Trois ans après, le survitaminé Manners, le second opus de Passion Pit se contemple, les yeux pointés vers le ciel (rose).


Qu’on le veuille ou non, il persiste toujours un doute à se lancer dans une chronique d’un album de Passion Pit. On a bien conscience que la voix surgonflée à l’hélium de Michael Angelakos ne plait pas à tout le monde. Nous-même, selon les humeurs de la journée, nous émettons quelques doutes sur la portée « crédible » de son organe suraïgue. Mais force est d’admettre que Gossamer colonise la platine depuis suffisamment longtemps (un mois et demi précisément) pour s’en remettre donc au plus simple des constats : cette galette résiste mieux au temps que d’autres prétendument inattaquables (The XX, par exemple).

On comprend mieux pourquoi son multi-instrumentiste en chef Michael Angelakos a été contraint d’annuler une partie de la tournée de cet automne pour cause de « surmenage » et de sa santé mentale. Ouvrez le livret, son nom figure sur tous les crédits : composition, vocaux, instruments, programmations… A peine concède-t-il de partager la console avec Chris Zane, metteur en son prodigieux derrière les albums de The Walkmen, Asobi Seksu, Les Savy Fav…. Loin de nous l’envie d’insinuer que certains signes psychologiques pourraient faire passer Michael Angelakos pour le Brian Wilson des années 2000, mais son obsession maladive de la mélodie ultra-léchée est palpable sur tout ce second album. En fin de chaîne de son spectaculaire processus de création, Passion Pit érige une fantaisie singulièrement sophistiquée.

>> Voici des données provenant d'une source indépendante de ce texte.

fn run(cli: &Cli) -> Result<()> {
    let mut config = if let Some(ref path) = cli.config_path {
        Config::load_from_path(path)?
    } else {
        Config::load()
    };

    match &cli.command {
        Commands::ListPorts { json } => device::cmd_list_ports(*json),
        Commands::Info { json } => device::cmd_info(cli, &mut config, *json),
        Commands::Flash {
            file,
            address,
            no_verify,
            backup,
        } => {
            let backup = backup.target(&config, Local::now().naive_local());
            flash::cmd_flash(
                cli,
                &mut config,
                file,
                *address,
                *no_verify,
                backup.as_deref(),
            )
        },
        Commands::Read {
            address,
            length,
            output,
        } => memory::cmd_read(cli, &mut config, *address, *length, output.as_deref()),
        Commands::Write {
            address,
            bytes,
            backup,
        } => {
            let backup = backup.target(&config, Local::now().naive_local());
            flash::cmd_write(cli, &mut config, *address, &bytes.0, backup.as_deref())
        },
        Commands::Find { bytes } => memory::cmd_find(cli, &mut config, &bytes.0),
        Commands::Erase {
            all,
            address,
            length,
        } => {
            let range = address.zip(*length);
            flash::cmd_erase(cli, &mut config, *all, range)
        },
        Commands::Crc { address, length } => memory::cmd_crc(cli, &mut config, *address, *length),
        Commands::Completions { shell } => {
            commands::completions::cmd_completions(*shell);
            Ok(())
        },
    }
}
//! Error types for ccsbl.

use std::{fmt, io};
use thiserror::Error;

/// Result type for ccsbl operations.
pub type Result<T> = std::result::Result<T, Error>;

/// Error type for ccsbl operations.
#[derive(Debug, Error)]
pub enum Error {
    /// Invalid argument supplied by the caller (alignment, range, length).
    #[error("Invalid argument: {0}")]
    Argument(String),

    /// A data-bearing operation was attempted without an established session.
    #[error("Not connected to a bootloader")]
    NotConnected,

    /// I/O error on the underlying transport.
    #[error("I/O error: {0}")]
    Io(#[from] io::Error),

    /// Serial port error.
    #[cfg(feature = "native")]
    #[error("Serial port error: {0}")]
    Serial(#[from] serialport::Error),

    /// Transport failure that is not an `io::Error` (short write, closed port).
    #[error("Port error: {0}")]
    Port(String),

    /// Autobaud did not get an acknowledgement.
    #[error("Handshake failed: {0}")]
    HandshakeFailed(String),

    /// Bytes were not received within the allotted budget.
    #[error("Timeout: {0}")]
    Timeout(String),

    /// Malformed or unexpected response from the bootloader.
    #[error("Protocol error: {0}")]
    Protocol(String),

    /// Data packet checksum mismatch.
    #[error("Checksum mismatch: expected {expected:#04x}, got {actual:#04x}")]
    Checksum {
        /// Checksum byte announced in the packet header.
        expected: u8,
        /// Checksum computed over the received payload.
        actual: u8,
    },

    /// The bootloader accepted a command but reported a failure status.
    #[error("{context}: device reported {}", describe_status(.status))]
    DeviceStatus {
        /// Raw status byte from GET_STATUS.
        status: u8,
        /// Operation that produced the status.
        context: String,
    },

    /// Device-computed CRC32 differs from the locally computed one.
    #[error("CRC32 mismatch: expected {expected:#010x}, device reported {actual:#010x}")]
    Integrity {
        /// Locally computed CRC32.
        expected: u32,
        /// CRC32 returned by the device.
        actual: u32,
    },

    /// Operation has no command on the connected chip family.
    #[error("Unsupported: {0}")]
    Unsupported(String),
}

fn describe_status(status: &u8) -> String {
    format!("{} ({status:#04x})", crate::protocol::status_name(*status))
}

/// Coarse classification of [`Error`], one entry per failure category.
#[derive(Debug, Clone, Copy, PartialEq, Eq, Hash)]
pub enum ErrorKind {
    /// Invalid caller input.
    Argument,
    /// No established session.
    NotConnected,
    /// Transport failure.
    Port,
    /// Response not received in time.
    Timeout,
    /// Malformed or rejected exchange.
    Protocol,
    /// Data packet checksum mismatch.
    Checksum,
    /// Non-success device status.
    DeviceStatus,
    /// CRC32 verification failure.
    Integrity,
}

impl Error {
    /// Classify this error.
    pub fn kind(&self) -> ErrorKind {
        match self {
            Self::Argument(_) | Self::Unsupported(_) => ErrorKind::Argument,
            Self::NotConnected => ErrorKind::NotConnected,
            Self::Io(e) if e.kind() == io::ErrorKind::TimedOut => ErrorKind::Timeout,
            Self::Io(_) | Self::Port(_) | Self::HandshakeFailed(_) => ErrorKind::Port,
            #[cfg(feature = "native")]
            Self::Serial(_) => ErrorKind::Port,
            Self::Timeout(_) => ErrorKind::Timeout,
            Self::Protocol(_) => ErrorKind::Protocol,
            Self::Checksum { .. } => ErrorKind::Checksum,
            Self::DeviceStatus { .. } => ErrorKind::DeviceStatus,
            Self::Integrity { .. } => ErrorKind::Integrity,
        }
    }

    /// Whether this error means the transport can no longer be trusted.
    pub fn is_port_error(&self) -> bool {
        self.kind() == ErrorKind::Port
    }
}

impl fmt::Display for ErrorKind {
    fn fmt(&self, f: &mut fmt::Formatter<'_>) -> fmt::Result {
        let name = match self {
            Self::Argument => "argument error",
            Self::NotConnected => "not connected",
            Self::Port => "port error",
            Self::Timeout => "timeout",
            Self::Protocol => "protocol error",
            Self::Checksum => "checksum error",
            Self::DeviceStatus => "device status error",
            Self::Integrity => "integrity error",
        };
        f.write_str(name)
    }
}

#[cfg(test)]
mod tests {
    use super::*;

    #[test]
    fn test_kind_classification() {
        assert_eq!(Error::Argument("x".into()).kind(), ErrorKind::Argument);
        assert_eq!(Error::Unsupported("x".into()).kind(), ErrorKind::Argument);
        assert_eq!(Error::HandshakeFailed("x".into()).kind(), ErrorKind::Port);
        assert_eq!(
            Error::Io(io::Error::new(io::ErrorKind::BrokenPipe, "gone")).kind(),
            ErrorKind::Port
        );
        assert_eq!(
            Error::Io(io::Error::new(io::ErrorKind::TimedOut, "slow")).kind(),
            ErrorKind::Timeout
        );
        assert!(Error::Port("short write".into()).is_port_error());
        assert!(!Error::Timeout("ack".into()).is_port_error());
    }

    #[test]
    fn test_device_status_message_names_status() {
        let err = Error::DeviceStatus {
            status: 0x44,
            context: "Sector erase at 0x00001000".into(),
        };
        assert_eq!(
            err.to_string(),
            "Sector erase at 0x00001000: device reported FLASH_FAIL (0x44)"
        );
    }

    #[test]
    fn test_checksum_message() {
        let err = Error::Checksum {
            expected: 0x12,
            actual: 0x34,
        };
        assert_eq!(err.to_string(), "Checksum mismatch: expected 0x12, got 0x34");
    }
}
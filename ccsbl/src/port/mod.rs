//! Port abstraction for serial communication with the bootloader.
//!
//! The protocol layer only needs a byte stream with a few serial-specific
//! knobs (timeout, baud rate, buffer flush and the modem lines used to put a
//! board into bootloader mode). Those are captured by [`Port`].
//!
//! ```text
//! +----------------------+
//! |  Session / Link      |
//! +----------+-----------+
//!            |
//!            v
//! +----------+-----------+
//! |     Port trait       |
//! +----------+-----------+
//!            |
//!            v
//! +----------+-----------+
//! |  NativePort          |
//! |  (serialport crate)  |
//! +----------------------+
//! ```
//!
//! ## Example
//!
//! ```rust,no_run
//! use ccsbl::port::Port;
//!
//! fn example<P: Port>(port: &mut P) -> std::io::Result<()> {
//!     port.write_all(&[0x55, 0x55])?;
//!
//!     let mut buf = [0u8; 2];
//!     let n = port.read(&mut buf)?;
//!     println!("Received: {:02X?}", &buf[..n]);
//!
//!     Ok(())
//! }
//! ```

#[cfg(feature = "native")]
pub mod native;

#[cfg(test)]
pub(crate) mod sim;

use std::io::{Read, Write};
use std::time::Duration;

use crate::error::Result;

/// Default baud rate used by TI LaunchPads.
pub const DEFAULT_BAUD: u32 = 115_200;

/// Serial port configuration.
#[derive(Debug, Clone)]
pub struct SerialConfig {
    /// Port name/path (e.g., "/dev/ttyACM0", "COM3").
    pub port_name: String,
    /// Baud rate.
    pub baud_rate: u32,
    /// Per-read timeout. Keep it short: the link layer applies its own
    /// deadlines on top of it.
    pub timeout: Duration,
    /// Data bits (typically 8).
    pub data_bits: DataBits,
    /// Parity (typically None).
    pub parity: Parity,
    /// Stop bits (typically One).
    pub stop_bits: StopBits,
    /// Flow control (typically None).
    pub flow_control: FlowControl,
}

impl Default for SerialConfig {
    fn default() -> Self {
        Self {
            port_name: String::new(),
            baud_rate: DEFAULT_BAUD,
            timeout: Duration::from_millis(10),
            data_bits: DataBits::Eight,
            parity: Parity::None,
            stop_bits: StopBits::One,
            flow_control: FlowControl::None,
        }
    }
}

impl SerialConfig {
    /// Create a new configuration with port name and baud rate.
    pub fn new(port_name: impl Into<String>, baud_rate: u32) -> Self {
        Self {
            port_name: port_name.into(),
            baud_rate,
            ..Default::default()
        }
    }

    /// Set the per-read timeout.
    #[must_use]
    pub fn with_timeout(mut self, timeout: Duration) -> Self {
        self.timeout = timeout;
        self
    }

    /// Set flow control.
    #[must_use]
    pub fn with_flow_control(mut self, flow_control: FlowControl) -> Self {
        self.flow_control = flow_control;
        self
    }
}

/// Number of data bits.
#[derive(Debug, Clone, Copy, PartialEq, Eq, Default)]
pub enum DataBits {
    /// 5 data bits.
    Five,
    /// 6 data bits.
    Six,
    /// 7 data bits.
    Seven,
    /// 8 data bits.
    #[default]
    Eight,
}

/// Parity checking mode.
#[derive(Debug, Clone, Copy, PartialEq, Eq, Default)]
pub enum Parity {
    /// No parity.
    #[default]
    None,
    /// Odd parity.
    Odd,
    /// Even parity.
    Even,
}

/// Number of stop bits.
#[derive(Debug, Clone, Copy, PartialEq, Eq, Default)]
pub enum StopBits {
    /// 1 stop bit.
    #[default]
    One,
    /// 2 stop bits.
    Two,
}

/// Flow control mode.
#[derive(Debug, Clone, Copy, PartialEq, Eq, Default)]
pub enum FlowControl {
    /// No flow control.
    #[default]
    None,
    /// Hardware flow control (RTS/CTS).
    Hardware,
    /// Software flow control (XON/XOFF).
    Software,
}

/// Serial port information.
#[derive(Debug, Clone, PartialEq, Eq)]
#[cfg_attr(feature = "serde", derive(serde::Serialize, serde::Deserialize))]
pub struct PortInfo {
    /// Port name/path.
    pub name: String,
    /// USB vendor ID (if available).
    pub vid: Option<u16>,
    /// USB product ID (if available).
    pub pid: Option<u16>,
    /// Manufacturer string (if available).
    pub manufacturer: Option<String>,
    /// Product string (if available).
    pub product: Option<String>,
    /// Serial number (if available).
    pub serial_number: Option<String>,
}

/// Byte transport used to talk to the bootloader.
pub trait Port: Read + Write + Send {
    /// Set the per-read timeout.
    fn set_timeout(&mut self, timeout: Duration) -> Result<()>;

    /// Get the current timeout.
    fn timeout(&self) -> Duration;

    /// Set the baud rate.
    fn set_baud_rate(&mut self, baud_rate: u32) -> Result<()>;

    /// Get the current baud rate.
    fn baud_rate(&self) -> u32;

    /// Discard pending input and output.
    fn clear_buffers(&mut self) -> Result<()>;

    /// Get the port name/path.
    fn name(&self) -> &str;

    /// Set DTR (Data Terminal Ready) pin state.
    fn set_dtr(&mut self, level: bool) -> Result<()>;

    /// Set RTS (Request To Send) pin state.
    fn set_rts(&mut self, level: bool) -> Result<()>;

    /// Close the port and release resources.
    ///
    /// After calling this method, the port cannot be used for further I/O.
    fn close(&mut self) -> Result<()>;
}

/// Trait for listing available serial ports.
///
/// Separate from `Port` since enumeration needs no open port.
pub trait PortEnumerator {
    /// List all available serial ports.
    fn list_ports() -> Result<Vec<PortInfo>>;

    /// Find ports matching the given VID/PID.
    fn find_by_vid_pid(vid: u16, pid: u16) -> Result<Vec<PortInfo>> {
        let ports = Self::list_ports()?;
        Ok(ports
            .into_iter()
            .filter(|p| p.vid == Some(vid) && p.pid == Some(pid))
            .collect())
    }
}

#[cfg(feature = "native")]
pub use native::{NativePort, NativePortEnumerator};
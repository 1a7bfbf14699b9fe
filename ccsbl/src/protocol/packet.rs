//! Packet framing and the additive checksum.

use crate::error::{Error, Result};

/// Acknowledge token.
pub const ACK: [u8; 2] = [0x00, 0xCC];

/// Not-acknowledge token.
pub const NAK: [u8; 2] = [0x00, 0x33];

/// Autobaud sync pattern.
pub const AUTOBAUD: [u8; 2] = [0x55, 0x55];

/// Bytes preceding the payload in a command packet (length, checksum, id).
pub const COMMAND_OVERHEAD: usize = 3;

/// Bytes preceding the payload in a data packet (length, checksum).
pub const RESPONSE_OVERHEAD: usize = 2;

/// Largest payload a single length byte can describe in a command packet.
pub const MAX_COMMAND_PAYLOAD: usize = u8::MAX as usize - COMMAND_OVERHEAD;

/// 8-bit additive sum.
pub fn checksum(bytes: &[u8]) -> u8 {
    bytes.iter().fold(0u8, |acc, b| acc.wrapping_add(*b))
}

/// Build a command packet: `[len][checksum][id][payload]`.
pub fn encode(command_id: u8, payload: &[u8]) -> Result<Vec<u8>> {
    if payload.len() > MAX_COMMAND_PAYLOAD {
        return Err(Error::Argument(format!(
            "command payload of {} bytes exceeds {MAX_COMMAND_PAYLOAD}",
            payload.len()
        )));
    }

    let sum = checksum(payload).wrapping_add(command_id);
    let mut packet = Vec::with_capacity(payload.len() + COMMAND_OVERHEAD);
    packet.push((payload.len() + COMMAND_OVERHEAD) as u8);
    packet.push(sum);
    packet.push(command_id);
    packet.extend_from_slice(payload);
    Ok(packet)
}

/// Decoded data packet header.
#[derive(Debug, Clone, Copy, PartialEq, Eq)]
pub struct ResponseHeader {
    /// Number of payload bytes that follow the header.
    pub payload_len: usize,
    /// Additive checksum of the payload.
    pub checksum: u8,
}

/// Decode the 2-byte header of a data packet.
pub fn decode_response_header(header: [u8; 2]) -> Result<ResponseHeader> {
    let declared = usize::from(header[0]);
    if declared < RESPONSE_OVERHEAD {
        return Err(Error::Protocol(format!(
            "data packet length byte {declared:#04x} is shorter than its header"
        )));
    }
    Ok(ResponseHeader {
        payload_len: declared - RESPONSE_OVERHEAD,
        checksum: header[1],
    })
}

/// Check a received payload against the checksum from its header.
pub fn verify_checksum(payload: &[u8], expected: u8) -> Result<()> {
    let actual = checksum(payload);
    if actual == expected {
        Ok(())
    } else {
        Err(Error::Checksum { expected, actual })
    }
}

/// Interpret a 2-byte response token.
///
/// Returns `true` for ACK and `false` for NAK.
pub fn parse_ack(token: [u8; 2]) -> Result<bool> {
    match token {
        ACK => Ok(true),
        NAK => Ok(false),
        other => Err(Error::Protocol(format!(
            "expected ACK/NAK, got {:02X} {:02X}",
            other[0], other[1]
        ))),
    }
}

/// Token for a host-side acknowledgement.
pub fn ack_token(ack: bool) -> [u8; 2] {
    if ack { ACK } else { NAK }
}
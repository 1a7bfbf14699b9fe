//! Chunked memory reads and writes.

use byteorder::{BigEndian, ByteOrder, LittleEndian};
use log::debug;

use super::Session;
use crate::error::{Error, Result};
use crate::port::Port;
use crate::protocol::CommandFrame;

/// Access width of a memory command.
#[derive(Debug, Clone, Copy, PartialEq, Eq)]
enum Width {
    Word,
    Byte,
}

impl Width {
    fn unit(self) -> u32 {
        match self {
            Self::Word => 4,
            Self::Byte => 1,
        }
    }
}

/// Split `total` units into `(offset, len)` chunks of at most `max` units.
pub(crate) fn plan_chunks(total: u32, max: u32) -> impl Iterator<Item = (u32, u32)> {
    let max = max.max(1);
    (0..total)
        .step_by(max as usize)
        .map(move |offset| (offset, max.min(total - offset)))
}

fn check_aligned(address: u32) -> Result<()> {
    if address % 4 == 0 {
        Ok(())
    } else {
        Err(Error::Argument(format!(
            "Address {address:#010x} is not 4-byte aligned"
        )))
    }
}

fn check_span(address: u32, len: u64) -> Result<()> {
    if len == 0 {
        return Err(Error::Argument("Length must be greater than zero".into()));
    }
    if u64::from(address) + len > 1 << 32 {
        return Err(Error::Argument(format!(
            "Range {address:#010x}+{len:#x} exceeds the 32-bit address space"
        )));
    }
    Ok(())
}

impl<P: Port> Session<P> {
    /// Read `count` 32-bit words starting at a word aligned `address`.
    pub fn read_memory32(&mut self, address: u32, count: u32) -> Result<Vec<u32>> {
        self.run(|s| {
            check_aligned(address)?;
            check_span(address, u64::from(count) * 4)?;
            s.ensure_connected()?;
            s.read_words(address, count)
        })
    }

    /// Read `count` bytes starting at `address`.
    pub fn read_memory8(&mut self, address: u32, count: u32) -> Result<Vec<u8>> {
        self.run(|s| {
            check_span(address, u64::from(count))?;
            s.ensure_connected()?;
            s.read_units(address, count, Width::Byte)
        })
    }

    /// Write 32-bit words starting at a word aligned `address`.
    ///
    /// Writes touching the bootloader's work memory or stack are refused
    /// before anything is sent.
    pub fn write_memory32(&mut self, address: u32, words: &[u32]) -> Result<()> {
        self.run(|s| {
            check_aligned(address)?;
            check_span(address, words.len() as u64 * 4)?;
            s.check_unreserved(address, words.len() as u32 * 4)?;
            s.ensure_connected()?;

            let mut bytes = vec![0u8; words.len() * 4];
            BigEndian::write_u32_into(words, &mut bytes);
            s.write_units(address, &bytes, Width::Word)
        })
    }

    /// Write bytes starting at `address`.
    pub fn write_memory8(&mut self, address: u32, data: &[u8]) -> Result<()> {
        self.run(|s| {
            check_span(address, data.len() as u64)?;
            s.check_unreserved(address, data.len() as u32)?;
            s.ensure_connected()?;
            s.write_units(address, data, Width::Byte)
        })
    }

    pub(super) fn read_words(&mut self, address: u32, count: u32) -> Result<Vec<u32>> {
        let bytes = self.read_units(address, count, Width::Word)?;
        Ok(bytes.chunks_exact(4).map(LittleEndian::read_u32).collect())
    }

    pub(super) fn read_bytes(&mut self, address: u32, count: u32) -> Result<Vec<u8>> {
        self.read_units(address, count, Width::Byte)
    }

    /// Read `len` bytes of flash using word accesses. `len` is a multiple of 4.
    pub(super) fn read_flash_bytes(&mut self, address: u32, len: u32) -> Result<Vec<u8>> {
        self.read_units(address, len / 4, Width::Word)
    }

    fn check_unreserved(&self, address: u32, len: u32) -> Result<()> {
        if self.profile().touches_reserved(address, len) {
            return Err(Error::Argument(format!(
                "Range {address:#010x}+{len:#x} overlaps memory reserved by the bootloader"
            )));
        }
        Ok(())
    }

    fn read_units(&mut self, address: u32, count: u32, width: Width) -> Result<Vec<u8>> {
        let profile = self.profile();
        let (selector, max) = match width {
            Width::Word => (profile.access_width_32, profile.max_read_words),
            Width::Byte => (profile.access_width_8, profile.max_read_bytes),
        };
        let unit = width.unit();
        debug!("Reading {count} x {unit} bytes at {address:#010x}");

        // Grown chunk by chunk: a 4 GiB span is valid but must not be reserved up front.
        let mut out = Vec::new();
        for (offset, len) in plan_chunks(count, max) {
            let chunk_address = address + offset * unit;
            self.exchange(
                &CommandFrame::memory_read(chunk_address, selector, len as u8),
                false,
            )?;
            let budget = self.link_config.data_timeout;
            let data = self.link().receive_exact((len * unit) as usize, budget)?;
            out.extend_from_slice(&data);
            self.progress(u64::from(offset + len), u64::from(count));
        }
        Ok(out)
    }

    fn write_units(&mut self, address: u32, data: &[u8], width: Width) -> Result<()> {
        let profile = self.profile();
        let (selector, max) = match width {
            Width::Word => (profile.access_width_32, profile.max_write_words),
            Width::Byte => (profile.access_width_8, profile.max_write_bytes),
        };
        let max_bytes = (max * width.unit()) as usize;
        let total = data.len();
        debug!("Writing {total} bytes at {address:#010x}");

        for (index, chunk) in data.chunks(max_bytes).enumerate() {
            let offset = index * max_bytes;
            let chunk_address = address + offset as u32;
            self.exchange(
                &CommandFrame::memory_write(chunk_address, selector, chunk),
                true,
            )
            .map_err(|e| match e {
                Error::Protocol(msg) => Error::Protocol(format!(
                    "{msg} at {chunk_address:#010x}, {offset} of {total} bytes written"
                )),
                other => other,
            })?;
            self.progress((offset + chunk.len()) as u64, total as u64);
        }
        Ok(())
    }
}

Sur le plan de la production, un monde nous sépare effectivement du bricolé Chunk of Change EP paru en 2007. Mais il faut dire que le premier album, Manners (2009) avait déjà par la suite placé la barre très haut. Son digne successeur est un tour de force en termes d’épaisseur sonore, un mille-feuille synthético/mélodique que l’on a pas fini d’effeuiller. Chacune des douze compositions méritent de s’assoir pour écouter attentivement tous les agissements qui s’y trament. Cet electro-pop aux faux semblants candides, boisson aux vertus énergisantes, fourmille d’idées proto-ludiques.

On tient particulièrement à remercier Michael Angelakos pour ne pas nous agresser l’oreille à coup de synthé bulldozzer du type M83. Gossamer contient son lot de mélodies ultra compétitives, mais le beat et les sons ne cherchent pas à nous la jouer « Bigger than life » à chaque morceau. Sur un double album, cela devient éreintant à la fin, suivez le regard… Passion Pit a bien saisi que le format pop requiert d’être court et concis, instantané comme un rayon de soleil qui vous traverse. A commencer par « Take a Walk », dont le refrain est une petite bombe à retardement. On y en entend même parler de socialistes, de communistes et du déclin économique américain, c’est dire si on devrait réviser le degré d’innocence de cette musique. Même si au finale, c’est le groove « tropico coco » qui l’emporte sur « Carried Away » ou encore le sensuel « Constant Conversations ». Voilà tout le paradoxe de cette musique diablement additive, incroyablement innocente par moment, mais qui bien sûr s’avère plus complexe – le lumineux « I’ll Be Alright » et son refrain à double-visage, ébréché au finale ; la propension atmosphérique de  » It’s Not My Fault I’m Happy », qui surprend par sa gravité. Dans sa catégorie, Gossamer jette le gant au Wolfgang Amadeus de Phoenix. Passion Pit, cette petite faiblesse qui nous perdra.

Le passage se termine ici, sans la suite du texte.